Gather every line in the records below that contains the word "Emissive".

Stored data entries:
+++++
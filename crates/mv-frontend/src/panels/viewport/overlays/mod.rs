//! Floating overlays drawn on top of the viewport

mod mode_toolbar;

pub use mode_toolbar::{render_mode_toolbar, toolbar_modes};
//! Renderer constants

/// Transform gizmo handle geometry, in units of the gizmo size
pub mod gizmo {
    /// Length of a translate arrow
    pub const ARROW_LENGTH: f32 = 1.0;
    /// Pick radius around a translate arrow
    pub const HIT_RADIUS: f32 = 0.08;
    /// Radius of a rotate ring
    pub const RING_RADIUS: f32 = 0.9;
    /// Pick half-width of a rotate ring
    pub const RING_HIT_THICKNESS: f32 = 0.06;
}
//! Built-in abdominal demo model
//!
//! Stands in for a loaded anatomy model: a few organs as boxes, grouped
//! the way exported models usually are. Names carrying `_mov` can be
//! moved with the gizmo.

use glam::Vec3;
use uuid::Uuid;

use mv_core::{BoundingBox, Material, Pose, Scene, SceneObject};

/// Demo scene plus the IDs to publish as pick candidates
pub struct DemoModel {
    pub scene: Scene,
    pub candidates: Vec<Uuid>,
}

fn organ(name: &str, half_extents: Vec3, position: Vec3, color: [f32; 4]) -> SceneObject {
    SceneObject::mesh(name, BoundingBox::from_center_half_extents(Vec3::ZERO, half_extents))
        .with_material(Material::with_color(color))
        .with_pose(Pose::from_position(position))
}

/// Build the demo model (Z up)
pub fn build_demo_model() -> DemoModel {
    let mut scene = Scene::new();
    let mut candidates = Vec::new();

    candidates.push(scene.add(organ(
        "liver_mov",
        Vec3::new(0.7, 0.45, 0.35),
        Vec3::new(0.6, 0.1, 0.5),
        [0.55, 0.2, 0.15, 1.0],
    )));

    candidates.push(scene.add(organ(
        "gallbladder_mov",
        Vec3::new(0.12, 0.12, 0.2),
        Vec3::new(0.35, -0.45, 0.3),
        [0.35, 0.55, 0.25, 1.0],
    )));

    let kidneys = scene.add(SceneObject::group("kidneys"));
    for (name, x) in [("kidney_left_mov", -0.55), ("kidney_right_mov", 0.55)] {
        scene.add_child(
            kidneys,
            organ(
                name,
                Vec3::new(0.18, 0.12, 0.3),
                Vec3::new(x, 0.5, -0.35),
                [0.6, 0.25, 0.28, 1.0],
            ),
        );
    }
    candidates.push(kidneys);

    // Fixed structures: selectable, never movable
    let vessels = scene.add(SceneObject::group("vessels"));
    scene.add_child(
        vessels,
        organ(
            "aorta",
            Vec3::new(0.07, 0.07, 1.1),
            Vec3::new(-0.1, 0.35, 0.0),
            [0.8, 0.1, 0.12, 1.0],
        ),
    );
    scene.add_child(
        vessels,
        organ(
            "inferior_vena_cava",
            Vec3::new(0.08, 0.08, 1.0),
            Vec3::new(0.15, 0.35, 0.0),
            [0.25, 0.3, 0.75, 1.0],
        ),
    );
    candidates.push(vessels);

    // Nearly transparent: hit by rays but never selectable
    candidates.push(
        scene.add(
            organ(
                "fat_pad_mov",
                Vec3::new(0.3, 0.3, 0.3),
                Vec3::new(-1.2, -0.3, 0.3),
                [0.9, 0.85, 0.5, 1.0],
            )
            .with_material(Material::with_color([0.9, 0.85, 0.5, 1.0]).opacity(0.005)),
        ),
    );

    tracing::debug!(
        "Built demo model: {} objects, {} candidates",
        scene.len(),
        candidates.len()
    );
    DemoModel { scene, candidates }
}
//! Viewer configuration
//!
//! Settings are serialized as RON and can be loaded from disk or from raw
//! bytes (for WASM builds where there is no filesystem).

use std::path::Path;

use serde::{Deserialize, Serialize};

use crate::constants::{
    HOVER_BASE_INTENSITY, HOVER_HIGHLIGHT_COLOR, HOVER_PULSE_AMPLITUDE, HOVER_PULSE_FREQUENCY,
    MOVABLE_MARKER, VISIBILITY_THRESHOLD,
};
use crate::error::ConfigError;

/// Selection eligibility settings
#[derive(Debug, Clone, Serialize, Deserialize, PartialEq)]
#[serde(default)]
pub struct SelectionConfig {
    /// Name substring that grants translate/rotate
    pub movable_marker: String,
    /// Objects at or below this opacity cannot be picked
    pub visibility_threshold: f32,
}

impl Default for SelectionConfig {
    fn default() -> Self {
        Self {
            movable_marker: MOVABLE_MARKER.to_string(),
            visibility_threshold: VISIBILITY_THRESHOLD,
        }
    }
}

/// Hover highlight settings
#[derive(Debug, Clone, Serialize, Deserialize, PartialEq)]
#[serde(default)]
pub struct HoverConfig {
    pub base_intensity: f32,
    pub pulse_amplitude: f32,
    /// Angular frequency of the pulse in rad/s
    pub pulse_frequency: f32,
    /// Emissive colour applied while hovered (RGB)
    pub highlight_color: [f32; 3],
    /// Whether hovering highlights objects in viewer mode too
    pub hover_in_viewer_mode: bool,
}

impl Default for HoverConfig {
    fn default() -> Self {
        Self {
            base_intensity: HOVER_BASE_INTENSITY,
            pulse_amplitude: HOVER_PULSE_AMPLITUDE,
            pulse_frequency: HOVER_PULSE_FREQUENCY,
            highlight_color: HOVER_HIGHLIGHT_COLOR,
            hover_in_viewer_mode: true,
        }
    }
}

impl HoverConfig {
    /// Emissive intensity `elapsed` seconds after the hover began
    pub fn pulse_intensity(&self, elapsed: f32) -> f32 {
        self.base_intensity + self.pulse_amplitude * (self.pulse_frequency * elapsed).sin()
    }
}

/// Transform gizmo settings
#[derive(Debug, Clone, Serialize, Deserialize, PartialEq)]
#[serde(default)]
pub struct GizmoConfig {
    /// World-space scale applied to handle geometry
    pub size: f32,
}

impl Default for GizmoConfig {
    fn default() -> Self {
        Self { size: 1.0 }
    }
}

/// UI theme
#[derive(Debug, Clone, Copy, Serialize, Deserialize, PartialEq, Eq, Default)]
pub enum UiTheme {
    #[default]
    Dark,
    Light,
}

/// UI settings
#[derive(Debug, Clone, Serialize, Deserialize, PartialEq, Default)]
#[serde(default)]
pub struct UiConfig {
    pub theme: UiTheme,
}

/// Complete viewer configuration
#[derive(Debug, Clone, Serialize, Deserialize, PartialEq, Default)]
#[serde(default)]
pub struct ViewerConfig {
    pub selection: SelectionConfig,
    pub hover: HoverConfig,
    pub gizmo: GizmoConfig,
    pub ui: UiConfig,
}

impl ViewerConfig {
    /// Save configuration to a file
    pub fn save(&self, path: impl AsRef<Path>) -> Result<(), ConfigError> {
        let content = self.to_bytes()?;
        std::fs::write(path.as_ref(), content).map_err(|e| ConfigError::Io(e.to_string()))?;
        Ok(())
    }

    /// Serialize configuration to bytes
    pub fn to_bytes(&self) -> Result<Vec<u8>, ConfigError> {
        let content = ron::ser::to_string_pretty(self, ron::ser::PrettyConfig::default())
            .map_err(|e| ConfigError::Serialize(e.to_string()))?;
        Ok(content.into_bytes())
    }

    /// Load configuration from a file
    pub fn load(path: impl AsRef<Path>) -> Result<Self, ConfigError> {
        let content =
            std::fs::read_to_string(path.as_ref()).map_err(|e| ConfigError::Io(e.to_string()))?;
        ron::from_str(&content).map_err(|e| ConfigError::Deserialize(e.to_string()))
    }

    /// Load configuration from bytes (for WASM support)
    pub fn load_from_bytes(data: &[u8]) -> Result<Self, ConfigError> {
        let content =
            std::str::from_utf8(data).map_err(|e| ConfigError::Deserialize(e.to_string()))?;
        ron::from_str(content).map_err(|e| ConfigError::Deserialize(e.to_string()))
    }
}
+++++
Response:
    /// Emissive colour applied while hovered (RGB)
    /// Emissive intensity `elapsed` seconds after the hover began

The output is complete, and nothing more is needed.